Fig. 4. Hepatocytes detached from bile canalicular networks re-establish connection with the network of the bile duct upon parenchymal injury.

a Exemplified image of immunostained liver sections used for the analysis. Bile canaliculi (CEACAM1, red), nuclei of hepatocytes (HNF4α, blue), and bile ducts (CK19, green) were visualized. Scale bar, 100 μm. b Magnified images showing typical types of hepatocytes in different categories. White dotted lines delineate the minimum distance from the center of hepatocyte nuclei to bile canalicular networks or to bile ducts. White arrow points to a hepatocyte detached from both bile canaliculi and bile ducts (total bile networks). Scale bars, 20 μm. c Classification of hepatocytes by quadrants (Q1–Q4) according to the distances from the bile-excreting network structures. d Scatter plot results showing the hepatocyte status under the normal and liver injury conditions. The horizontal and vertical axes indicate minimum distances from the nucleus of hepatocytes to the edge of bile canalicular networks and that of BECs, respectively. Blue lines indicate the 20-μm thresholds. Quantification was done at a single-cell resolution, and each dot corresponds to a single hepatocyte. For each of the conditions, the data were acquired from n = 4 mice with five randomly chosen areas in liver sections analyzed per mouse, and all of those hepatocytes analyzed were shown en bloc in the plots (n = 18821, 14855, 8735, 22529, and 12293 hepatocytes for Normal, DDC 1 wk, DDC 8 weeks, TAA 1 week, and TAA 8 weeks, respectively). e Transition of the hepatocyte status during the course of liver injury. Mean data ± standard deviation of n = 4 mice are shown (*P = 0.0304 vs. 0 week; # P = 0.0304 vs. 1 week). f Evaluation for the significance of the correlation between the detachment from bile canalicular networks and the formation of connection with bile ducts. The data of hepatocytes detached from total bile networks were analyzed. The left columns correspond to the same experimental data as shown in the right graph of (e). The right columns show assumed data that was expected if the two distances were independent.

Fig. 5. Destruction of bile canaliculi by Rdx deletion in vivo in mouse hepatocytes induces the ductular reaction.
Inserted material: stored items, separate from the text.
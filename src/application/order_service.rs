use bigdecimal::BigDecimal;
use chrono::Utc;
use uuid::Uuid;

use crate::domain::errors::DomainError;
use crate::domain::filters::OrderFilter;
use crate::domain::order::{CrmSummary, Order, OrderDraft, OrderInput};
use crate::domain::ports::{CustomerRepository, OrderRepository, ProductRepository};
use crate::domain::validation::{parse_id, parse_order_date};

pub struct OrderService<C, P, O> {
    customers: C,
    products: P,
    orders: O,
}

impl<C, P, O> OrderService<C, P, O>
where
    C: CustomerRepository,
    P: ProductRepository,
    O: OrderRepository,
{
    pub fn new(customers: C, products: P, orders: O) -> Self {
        Self {
            customers,
            products,
            orders,
        }
    }

    /// Resolves the customer and products, then persists the order with a
    /// total computed from the resolved products.
    pub fn create_order(&self, input: OrderInput) -> Result<Order, DomainError> {
        let invalid_customer = || DomainError::validation("Invalid customer ID");
        let customer_id = parse_id(&input.customer_id).ok_or_else(invalid_customer)?;
        let customer = self
            .customers
            .find_by_id(customer_id)?
            .ok_or_else(invalid_customer)?;

        let mut product_ids: Vec<Uuid> = input
            .product_ids
            .iter()
            .filter_map(|raw| parse_id(raw))
            .collect();
        product_ids.sort();
        product_ids.dedup();
        let products = if product_ids.is_empty() {
            Vec::new()
        } else {
            self.products.find_by_ids(&product_ids)?
        };

        let order_date = match input.order_date.as_deref() {
            Some(raw) => parse_order_date(raw)?,
            None => Utc::now(),
        };

        let order = self
            .orders
            .create(OrderDraft::new(&customer, &products, order_date)?)?;
        log::info!(
            "Created order {} for customer {} totalling {}",
            order.id,
            customer.id,
            order.total_amount
        );
        Ok(order)
    }

    pub fn get_order(&self, id: Uuid) -> Result<Option<Order>, DomainError> {
        self.orders.find_by_id(id)
    }

    pub fn list_orders(&self, filter: &OrderFilter) -> Result<Vec<Order>, DomainError> {
        self.orders.list(filter)
    }

    pub fn count_orders(&self) -> Result<i64, DomainError> {
        self.orders.count()
    }

    pub fn total_revenue(&self) -> Result<BigDecimal, DomainError> {
        self.orders.total_revenue()
    }

    pub fn summary(&self) -> Result<CrmSummary, DomainError> {
        Ok(CrmSummary {
            customers_count: self.customers.count()?,
            orders_count: self.orders.count()?,
            total_revenue: self.orders.total_revenue()?,
        })
    }
}
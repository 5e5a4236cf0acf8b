pub mod mutation;
pub mod query;
pub mod schema;
pub mod types;

pub use schema::{build_schema, CrmSchema};
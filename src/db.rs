use diesel::pg::PgConnection;
use diesel::r2d2::{ConnectionManager, Pool};
use diesel_migrations::{embed_migrations, EmbeddedMigrations, MigrationHarness};

pub type DbPool = Pool<ConnectionManager<PgConnection>>;

pub const MIGRATIONS: EmbeddedMigrations = embed_migrations!("migrations");

pub fn create_pool(database_url: &str) -> Result<DbPool, r2d2::Error> {
    let manager = ConnectionManager::<PgConnection>::new(database_url);
    Pool::builder().build(manager)
}

/// Run any pending Diesel migrations against the pool's database.
pub fn run_migrations(pool: &DbPool) -> Result<(), String> {
    let mut conn = pool.get().map_err(|e| e.to_string())?;
    let applied = conn
        .run_pending_migrations(MIGRATIONS)
        .map_err(|e| e.to_string())?;
    for version in applied {
        log::info!("Applied migration {}", version);
    }
    Ok(())
}
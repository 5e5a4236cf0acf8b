use diesel::pg::PgConnection;
use diesel::prelude::*;
use diesel::result::{DatabaseErrorKind, Error as DieselError};
use uuid::Uuid;

use crate::db::DbPool;
use crate::domain::customer::{Customer, NewCustomer};
use crate::domain::errors::DomainError;
use crate::domain::filters::CustomerFilter;
use crate::domain::ports::CustomerRepository;
use crate::schema::customers;

use super::contains_pattern;
use super::models::{CustomerRow, NewCustomerRow};

pub struct DieselCustomerRepository {
    pool: DbPool,
}

impl DieselCustomerRepository {
    pub fn new(pool: DbPool) -> Self {
        Self { pool }
    }
}

/// Inserts one customer, mapping the unique-email violation onto the same
/// validation error the pre-insert check produces.
fn insert_customer(conn: &mut PgConnection, new: &NewCustomer) -> Result<Customer, DomainError> {
    let row: CustomerRow = diesel::insert_into(customers::table)
        .values(&NewCustomerRow {
            id: Uuid::new_v4(),
            name: &new.name,
            email: &new.email,
            phone: new.phone.as_deref(),
        })
        .returning(CustomerRow::as_returning())
        .get_result(conn)
        .map_err(|e| match e {
            DieselError::DatabaseError(DatabaseErrorKind::UniqueViolation, _) => {
                DomainError::validation("Email already exists")
            }
            other => other.into(),
        })?;
    Ok(row.into())
}

impl CustomerRepository for DieselCustomerRepository {
    fn email_exists(&self, email: &str) -> Result<bool, DomainError> {
        let mut conn = self.pool.get()?;
        let exists: bool = diesel::select(diesel::dsl::exists(
            customers::table.filter(customers::email.eq(email)),
        ))
        .get_result(&mut conn)?;
        Ok(exists)
    }

    fn insert(&self, customer: NewCustomer) -> Result<Customer, DomainError> {
        let mut conn = self.pool.get()?;
        insert_customer(&mut conn, &customer)
    }

    fn insert_batch(
        &self,
        batch: Vec<NewCustomer>,
    ) -> Result<Vec<Result<Customer, DomainError>>, DomainError> {
        let mut conn = self.pool.get()?;

        conn.transaction::<_, DomainError, _>(|conn| {
            // Nested transactions are savepoints: a failed record rolls back
            // to its own savepoint and the batch carries on.
            Ok(batch
                .iter()
                .map(|new| conn.transaction(|conn| insert_customer(conn, new)))
                .collect())
        })
    }

    fn find_by_id(&self, id: Uuid) -> Result<Option<Customer>, DomainError> {
        let mut conn = self.pool.get()?;
        let row: Option<CustomerRow> = customers::table
            .filter(customers::id.eq(id))
            .select(CustomerRow::as_select())
            .first(&mut conn)
            .optional()?;
        Ok(row.map(Into::into))
    }

    fn list(&self, filter: &CustomerFilter) -> Result<Vec<Customer>, DomainError> {
        let mut conn = self.pool.get()?;

        let mut query = customers::table
            .select(CustomerRow::as_select())
            .into_boxed();
        if let Some(name) = &filter.name_icontains {
            query = query.filter(customers::name.ilike(contains_pattern(name)));
        }
        if let Some(email) = &filter.email_icontains {
            query = query.filter(customers::email.ilike(contains_pattern(email)));
        }
        if let Some(from) = filter.created_at_gte {
            query = query.filter(customers::created_at.ge(from));
        }
        if let Some(to) = filter.created_at_lte {
            query = query.filter(customers::created_at.le(to));
        }
        if let Some(prefix) = &filter.phone_pattern {
            let escaped = contains_pattern(prefix);
            // Drop the leading wildcard: phone patterns match prefixes.
            query = query.filter(customers::phone.like(escaped[1..].to_string()));
        }

        let rows: Vec<CustomerRow> = query
            .order((customers::created_at.asc(), customers::id.asc()))
            .load(&mut conn)?;
        Ok(rows.into_iter().map(Into::into).collect())
    }

    fn count(&self) -> Result<i64, DomainError> {
        let mut conn = self.pool.get()?;
        Ok(customers::table.count().get_result(&mut conn)?)
    }
}
use chrono::{DateTime, FixedOffset};
use serde::Deserialize;

use crate::graphql::CrmSchema;

use super::{eat_now, execute, JobError, LogSink};

const RESTOCK_MUTATION: &str = r#"
mutation {
  updateLowStockProducts {
    message
    products { name stock }
  }
}
"#;

#[derive(Debug, Deserialize)]
#[serde(rename_all = "camelCase")]
struct RestockData {
    update_low_stock_products: RestockPayload,
}

#[derive(Debug, Deserialize)]
struct RestockPayload {
    message: String,
    products: Vec<RestockedProduct>,
}

#[derive(Debug, Deserialize)]
struct RestockedProduct {
    name: String,
    stock: i32,
}

pub fn restock_line(at: DateTime<FixedOffset>, name: &str, stock: i32) -> String {
    format!(
        "[{}] Product: {}, New stock: {}",
        at.format("%Y-%m-%d %H:%M:%S"),
        name,
        stock
    )
}

/// Replenishes low-stock products and logs one line per updated product.
/// Returns the lines written.
pub async fn run(schema: &CrmSchema, sink: &LogSink) -> Result<Vec<String>, JobError> {
    let at = eat_now();
    let data = match execute::<RestockData>(schema, RESTOCK_MUTATION).await {
        Ok(data) => data.update_low_stock_products,
        Err(e) => {
            sink.append(&format!("[{}] ERROR: {}", at.format("%Y-%m-%d %H:%M:%S"), e))
                .await?;
            return Err(e);
        }
    };

    let lines: Vec<String> = data
        .products
        .iter()
        .map(|p| restock_line(at, &p.name, p.stock))
        .collect();
    sink.append_all(&lines).await?;
    log::info!("Low-stock job: {}", data.message);
    Ok(lines)
}
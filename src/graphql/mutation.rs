use async_graphql::{Context, Object, Result, ID};

use crate::domain::customer::CustomerInput;
use crate::domain::order::OrderInput;
use crate::domain::product::ProductInput;

use super::schema::run_blocking;
use super::types::{
    BulkCreateCustomersPayload, CreateCustomerPayload, CreateOrderPayload, CreateProductPayload,
    CustomerInputObject, Decimal, UpdateLowStockProductsPayload,
};

pub struct MutationRoot;

#[Object]
impl MutationRoot {
    async fn create_customer(
        &self,
        ctx: &Context<'_>,
        name: String,
        email: String,
        phone: Option<String>,
    ) -> Result<CreateCustomerPayload> {
        let input = CustomerInput { name, email, phone };
        let created = run_blocking(ctx, move |s| s.customers.create_customer(input)).await?;
        Ok(created.into())
    }

    /// Creates each valid customer; invalid or duplicate records are reported
    /// in `errors` without aborting the rest.
    async fn bulk_create_customers(
        &self,
        ctx: &Context<'_>,
        input: Vec<CustomerInputObject>,
    ) -> Result<BulkCreateCustomersPayload> {
        let inputs: Vec<CustomerInput> = input.into_iter().map(Into::into).collect();
        let result = run_blocking(ctx, move |s| s.customers.bulk_create_customers(inputs)).await?;
        Ok(result.into())
    }

    async fn create_product(
        &self,
        ctx: &Context<'_>,
        name: String,
        price: Decimal,
        #[graphql(default = 0)] stock: i32,
    ) -> Result<CreateProductPayload> {
        let input = ProductInput {
            name,
            price: price.0,
            stock,
        };
        let product = run_blocking(ctx, move |s| s.products.create_product(input)).await?;
        Ok(CreateProductPayload {
            product: product.into(),
        })
    }

    async fn create_order(
        &self,
        ctx: &Context<'_>,
        customer_id: ID,
        product_ids: Vec<ID>,
        #[graphql(desc = "ISO-8601 timestamp or date; defaults to now")]
        order_date: Option<String>,
    ) -> Result<CreateOrderPayload> {
        let input = OrderInput {
            customer_id: customer_id.0,
            product_ids: product_ids.into_iter().map(|id| id.0).collect(),
            order_date,
        };
        let order = run_blocking(ctx, move |s| s.orders.create_order(input)).await?;
        Ok(CreateOrderPayload {
            order: order.into(),
        })
    }

    /// Adds 10 units to every product with stock below 10.
    async fn update_low_stock_products(
        &self,
        ctx: &Context<'_>,
    ) -> Result<UpdateLowStockProductsPayload> {
        let result = run_blocking(ctx, |s| s.products.update_low_stock_products()).await?;
        Ok(result.into())
    }
}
a Rdx knockout and cell-labeling strategies. Hydrodynamic tail vein injection (HTVi) was employed to deliver plasmids into mouse hepatocytes in vivo. Using R26R-tdTomato reporter mice as recipients, gene knockout and permanent cell labeling were induced simultaneously. b Validation of Rdx knockout in the mouse liver. At 2 weeks after the gene delivery, liver sections were prepared and expression of Rdx proteins (green) was analyzed by immunostaining, together with the tdTomato fluorescent signals (red) and nuclear staining by Hoechst3342 (blue). Representative image of n = 5 mice is shown. A region of interest (ROI) indicated by a white box in the left panel is magnified in the right panels. White arrows indicate tdTomato⁺ hepatocytes in which the Rdx expression was lost. Note that the loss of Rdx is observed solely in tdTomato⁺ cells. c Representative 3D images of the biliary tree in the liver of negative control mice (upper panels; n = 5 mice) and Rdx-knockout mice (lower panels; n = 5 mice). The left panels are 3D images of the biliary epithelial tissue (CK19 immunostaining), which were generated with IMARIS software (blend mode). Central panels show optical 2D sections, and magnified view thereof, of mouse livers. BECs are shown in green and gene-modified hepatocytes (tdTomato⁺ cells) in red. White arrows indicate the extended biliary branches that were located adjacent to the gene-modified hepatocytes. Scale bar, 100 μm. d Representative images of the biliary tree visualized by whole-mount X-gal staining in Prom1-CreERT2-nLacZ mice (n = 5 mice for each conditions). Scale bars, 1 mm.